Problem to work on:
Read through the data and count the lines that contain the string "AtomicBool"; give only the result.

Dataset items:
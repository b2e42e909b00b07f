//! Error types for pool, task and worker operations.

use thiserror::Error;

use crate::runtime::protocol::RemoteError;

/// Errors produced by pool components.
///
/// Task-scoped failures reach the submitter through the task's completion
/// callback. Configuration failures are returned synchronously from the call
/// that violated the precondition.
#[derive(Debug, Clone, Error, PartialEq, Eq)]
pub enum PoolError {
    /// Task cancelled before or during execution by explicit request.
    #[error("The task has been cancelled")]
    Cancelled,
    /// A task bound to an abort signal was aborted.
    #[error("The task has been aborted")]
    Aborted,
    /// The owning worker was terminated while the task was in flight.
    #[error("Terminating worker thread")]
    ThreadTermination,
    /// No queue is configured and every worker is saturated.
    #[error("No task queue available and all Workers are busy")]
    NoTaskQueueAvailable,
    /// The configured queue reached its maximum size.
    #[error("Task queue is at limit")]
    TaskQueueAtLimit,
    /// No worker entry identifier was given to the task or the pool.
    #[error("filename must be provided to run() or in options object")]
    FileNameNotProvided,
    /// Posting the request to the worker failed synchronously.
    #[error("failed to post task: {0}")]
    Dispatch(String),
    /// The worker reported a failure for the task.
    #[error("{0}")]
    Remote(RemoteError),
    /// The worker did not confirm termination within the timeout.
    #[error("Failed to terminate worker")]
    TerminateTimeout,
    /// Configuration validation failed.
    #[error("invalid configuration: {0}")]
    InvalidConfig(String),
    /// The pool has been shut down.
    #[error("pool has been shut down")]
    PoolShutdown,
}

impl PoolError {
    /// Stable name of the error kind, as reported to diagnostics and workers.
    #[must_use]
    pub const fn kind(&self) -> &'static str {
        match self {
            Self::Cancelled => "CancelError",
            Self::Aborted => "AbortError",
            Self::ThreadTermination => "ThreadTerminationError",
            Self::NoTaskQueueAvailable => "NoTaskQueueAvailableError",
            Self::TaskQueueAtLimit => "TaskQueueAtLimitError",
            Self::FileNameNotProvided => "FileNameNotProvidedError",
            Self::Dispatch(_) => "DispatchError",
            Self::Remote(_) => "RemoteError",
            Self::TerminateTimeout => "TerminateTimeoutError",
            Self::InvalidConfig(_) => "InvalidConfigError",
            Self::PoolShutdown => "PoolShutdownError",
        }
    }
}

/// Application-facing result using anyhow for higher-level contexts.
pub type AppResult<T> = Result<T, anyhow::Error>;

==

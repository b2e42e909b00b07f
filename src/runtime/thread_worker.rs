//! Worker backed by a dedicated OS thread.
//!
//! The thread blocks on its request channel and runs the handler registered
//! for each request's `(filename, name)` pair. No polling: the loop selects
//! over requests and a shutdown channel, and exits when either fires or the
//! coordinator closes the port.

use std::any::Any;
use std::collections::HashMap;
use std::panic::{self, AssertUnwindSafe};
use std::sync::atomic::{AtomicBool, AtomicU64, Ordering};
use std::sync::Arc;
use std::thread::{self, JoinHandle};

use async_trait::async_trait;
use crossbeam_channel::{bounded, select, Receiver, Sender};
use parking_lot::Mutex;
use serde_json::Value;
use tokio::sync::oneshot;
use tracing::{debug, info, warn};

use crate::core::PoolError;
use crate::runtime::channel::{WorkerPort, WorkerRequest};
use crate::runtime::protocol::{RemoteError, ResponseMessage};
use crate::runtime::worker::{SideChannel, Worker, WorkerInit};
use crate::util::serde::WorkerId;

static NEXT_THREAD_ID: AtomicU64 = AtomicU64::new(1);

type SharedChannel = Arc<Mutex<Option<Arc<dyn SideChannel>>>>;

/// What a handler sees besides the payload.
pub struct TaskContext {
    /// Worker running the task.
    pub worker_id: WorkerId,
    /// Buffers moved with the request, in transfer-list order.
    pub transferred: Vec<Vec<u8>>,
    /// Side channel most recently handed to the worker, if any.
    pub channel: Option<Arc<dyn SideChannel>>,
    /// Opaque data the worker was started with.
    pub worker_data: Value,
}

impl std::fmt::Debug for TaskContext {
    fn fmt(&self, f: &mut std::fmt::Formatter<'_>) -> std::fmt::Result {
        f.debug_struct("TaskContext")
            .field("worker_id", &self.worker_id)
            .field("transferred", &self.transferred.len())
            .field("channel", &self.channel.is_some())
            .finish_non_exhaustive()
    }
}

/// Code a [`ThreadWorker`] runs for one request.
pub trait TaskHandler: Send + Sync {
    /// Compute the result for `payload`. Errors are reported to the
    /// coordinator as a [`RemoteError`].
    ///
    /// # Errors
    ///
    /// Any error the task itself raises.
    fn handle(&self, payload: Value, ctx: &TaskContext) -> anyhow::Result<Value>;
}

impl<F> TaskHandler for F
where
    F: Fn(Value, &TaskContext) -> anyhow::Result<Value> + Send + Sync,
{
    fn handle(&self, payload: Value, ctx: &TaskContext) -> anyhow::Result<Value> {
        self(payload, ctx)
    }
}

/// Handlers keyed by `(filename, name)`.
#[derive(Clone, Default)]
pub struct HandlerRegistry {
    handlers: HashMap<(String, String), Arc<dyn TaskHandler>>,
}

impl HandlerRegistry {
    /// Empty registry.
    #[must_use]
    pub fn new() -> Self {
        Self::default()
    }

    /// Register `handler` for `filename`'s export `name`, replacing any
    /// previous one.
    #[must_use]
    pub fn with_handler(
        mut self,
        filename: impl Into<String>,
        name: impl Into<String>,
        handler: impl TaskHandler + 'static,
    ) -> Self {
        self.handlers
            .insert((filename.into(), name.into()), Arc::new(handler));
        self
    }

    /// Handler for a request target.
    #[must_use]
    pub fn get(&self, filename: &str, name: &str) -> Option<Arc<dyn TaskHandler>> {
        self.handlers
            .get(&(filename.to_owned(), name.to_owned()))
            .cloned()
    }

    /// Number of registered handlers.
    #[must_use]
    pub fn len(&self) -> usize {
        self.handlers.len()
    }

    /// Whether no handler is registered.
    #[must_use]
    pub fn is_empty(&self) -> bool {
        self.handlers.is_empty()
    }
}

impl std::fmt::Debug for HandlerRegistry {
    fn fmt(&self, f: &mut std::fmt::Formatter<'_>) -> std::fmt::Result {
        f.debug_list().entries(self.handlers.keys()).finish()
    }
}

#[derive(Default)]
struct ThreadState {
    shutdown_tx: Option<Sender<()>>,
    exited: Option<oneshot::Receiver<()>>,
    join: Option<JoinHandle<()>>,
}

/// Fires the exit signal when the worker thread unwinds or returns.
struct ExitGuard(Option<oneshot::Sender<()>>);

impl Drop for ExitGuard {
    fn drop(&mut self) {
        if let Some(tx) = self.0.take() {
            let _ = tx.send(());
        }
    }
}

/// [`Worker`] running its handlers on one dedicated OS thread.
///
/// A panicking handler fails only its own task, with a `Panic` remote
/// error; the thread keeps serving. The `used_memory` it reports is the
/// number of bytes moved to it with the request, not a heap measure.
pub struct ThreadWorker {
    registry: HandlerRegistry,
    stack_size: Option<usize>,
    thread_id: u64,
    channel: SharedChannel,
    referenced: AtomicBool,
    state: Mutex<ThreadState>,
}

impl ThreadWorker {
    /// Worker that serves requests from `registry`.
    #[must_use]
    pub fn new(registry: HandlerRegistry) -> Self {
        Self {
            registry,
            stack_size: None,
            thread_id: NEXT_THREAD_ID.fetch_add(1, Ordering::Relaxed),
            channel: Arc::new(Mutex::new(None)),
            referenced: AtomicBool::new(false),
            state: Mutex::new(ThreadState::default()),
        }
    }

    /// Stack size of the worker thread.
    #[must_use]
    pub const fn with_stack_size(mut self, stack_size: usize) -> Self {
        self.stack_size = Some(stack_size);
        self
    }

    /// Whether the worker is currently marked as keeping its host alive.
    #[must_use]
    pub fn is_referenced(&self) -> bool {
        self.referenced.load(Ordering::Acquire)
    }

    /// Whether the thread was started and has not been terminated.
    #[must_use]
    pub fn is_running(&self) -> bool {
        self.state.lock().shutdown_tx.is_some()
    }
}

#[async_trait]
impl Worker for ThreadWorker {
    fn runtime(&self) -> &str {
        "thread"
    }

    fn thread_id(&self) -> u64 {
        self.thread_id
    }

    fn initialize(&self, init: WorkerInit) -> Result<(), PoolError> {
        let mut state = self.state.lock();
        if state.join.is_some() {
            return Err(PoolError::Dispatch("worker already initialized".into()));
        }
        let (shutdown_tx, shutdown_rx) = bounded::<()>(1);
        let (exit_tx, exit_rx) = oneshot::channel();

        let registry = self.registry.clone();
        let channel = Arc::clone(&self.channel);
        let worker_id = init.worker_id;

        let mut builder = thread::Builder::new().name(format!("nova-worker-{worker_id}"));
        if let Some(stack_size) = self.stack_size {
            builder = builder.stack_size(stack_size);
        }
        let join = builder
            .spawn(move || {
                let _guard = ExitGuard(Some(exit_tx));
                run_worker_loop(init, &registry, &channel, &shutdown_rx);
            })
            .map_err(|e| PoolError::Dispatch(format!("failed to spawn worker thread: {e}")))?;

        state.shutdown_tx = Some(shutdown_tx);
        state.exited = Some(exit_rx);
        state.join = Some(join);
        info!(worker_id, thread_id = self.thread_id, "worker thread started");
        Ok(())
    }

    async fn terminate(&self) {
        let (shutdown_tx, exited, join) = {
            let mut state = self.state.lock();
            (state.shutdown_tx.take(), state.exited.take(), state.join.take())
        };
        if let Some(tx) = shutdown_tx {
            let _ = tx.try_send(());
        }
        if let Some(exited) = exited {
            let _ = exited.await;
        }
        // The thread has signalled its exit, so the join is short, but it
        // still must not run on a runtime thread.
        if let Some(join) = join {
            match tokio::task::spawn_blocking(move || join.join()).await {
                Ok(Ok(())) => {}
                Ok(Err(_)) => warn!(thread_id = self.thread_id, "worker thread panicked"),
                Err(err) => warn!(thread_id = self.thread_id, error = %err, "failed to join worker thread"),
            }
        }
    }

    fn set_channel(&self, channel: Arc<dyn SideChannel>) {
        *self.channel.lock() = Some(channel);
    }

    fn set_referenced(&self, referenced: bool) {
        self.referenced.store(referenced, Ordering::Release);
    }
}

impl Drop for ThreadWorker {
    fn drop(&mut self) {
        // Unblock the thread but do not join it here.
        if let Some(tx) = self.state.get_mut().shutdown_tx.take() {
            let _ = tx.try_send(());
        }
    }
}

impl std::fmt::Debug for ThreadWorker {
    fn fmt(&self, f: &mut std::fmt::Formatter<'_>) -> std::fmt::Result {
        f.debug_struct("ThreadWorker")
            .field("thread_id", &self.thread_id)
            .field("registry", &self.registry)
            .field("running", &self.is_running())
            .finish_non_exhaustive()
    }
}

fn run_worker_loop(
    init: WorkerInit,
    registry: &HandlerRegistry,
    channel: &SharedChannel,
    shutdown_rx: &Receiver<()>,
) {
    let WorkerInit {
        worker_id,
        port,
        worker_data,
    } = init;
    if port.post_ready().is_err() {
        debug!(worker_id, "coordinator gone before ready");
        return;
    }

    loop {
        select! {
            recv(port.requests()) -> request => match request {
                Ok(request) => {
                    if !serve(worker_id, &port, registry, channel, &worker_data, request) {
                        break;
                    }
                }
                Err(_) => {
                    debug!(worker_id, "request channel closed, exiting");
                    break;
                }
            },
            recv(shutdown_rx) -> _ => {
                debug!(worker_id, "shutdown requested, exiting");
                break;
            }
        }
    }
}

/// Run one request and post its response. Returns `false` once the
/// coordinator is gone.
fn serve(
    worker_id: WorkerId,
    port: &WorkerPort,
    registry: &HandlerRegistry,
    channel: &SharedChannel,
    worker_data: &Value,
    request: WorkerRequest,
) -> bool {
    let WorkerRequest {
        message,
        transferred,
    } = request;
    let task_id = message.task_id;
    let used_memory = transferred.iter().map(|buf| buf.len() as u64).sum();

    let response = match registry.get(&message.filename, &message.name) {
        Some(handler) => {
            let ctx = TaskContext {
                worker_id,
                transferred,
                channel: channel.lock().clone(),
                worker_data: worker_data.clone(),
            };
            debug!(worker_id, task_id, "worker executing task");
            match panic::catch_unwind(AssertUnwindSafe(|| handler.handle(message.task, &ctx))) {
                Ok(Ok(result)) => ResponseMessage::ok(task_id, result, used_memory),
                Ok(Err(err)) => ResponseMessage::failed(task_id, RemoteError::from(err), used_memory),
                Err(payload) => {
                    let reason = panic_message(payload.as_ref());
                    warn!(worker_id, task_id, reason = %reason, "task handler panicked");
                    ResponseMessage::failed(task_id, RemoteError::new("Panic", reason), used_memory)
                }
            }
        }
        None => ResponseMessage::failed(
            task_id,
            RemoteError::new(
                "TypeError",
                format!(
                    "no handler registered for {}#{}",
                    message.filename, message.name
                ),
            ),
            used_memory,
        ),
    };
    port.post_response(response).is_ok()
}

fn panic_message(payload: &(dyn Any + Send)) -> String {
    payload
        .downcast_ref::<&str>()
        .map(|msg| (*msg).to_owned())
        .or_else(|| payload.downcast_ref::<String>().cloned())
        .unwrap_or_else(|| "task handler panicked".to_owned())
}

Answer box:
3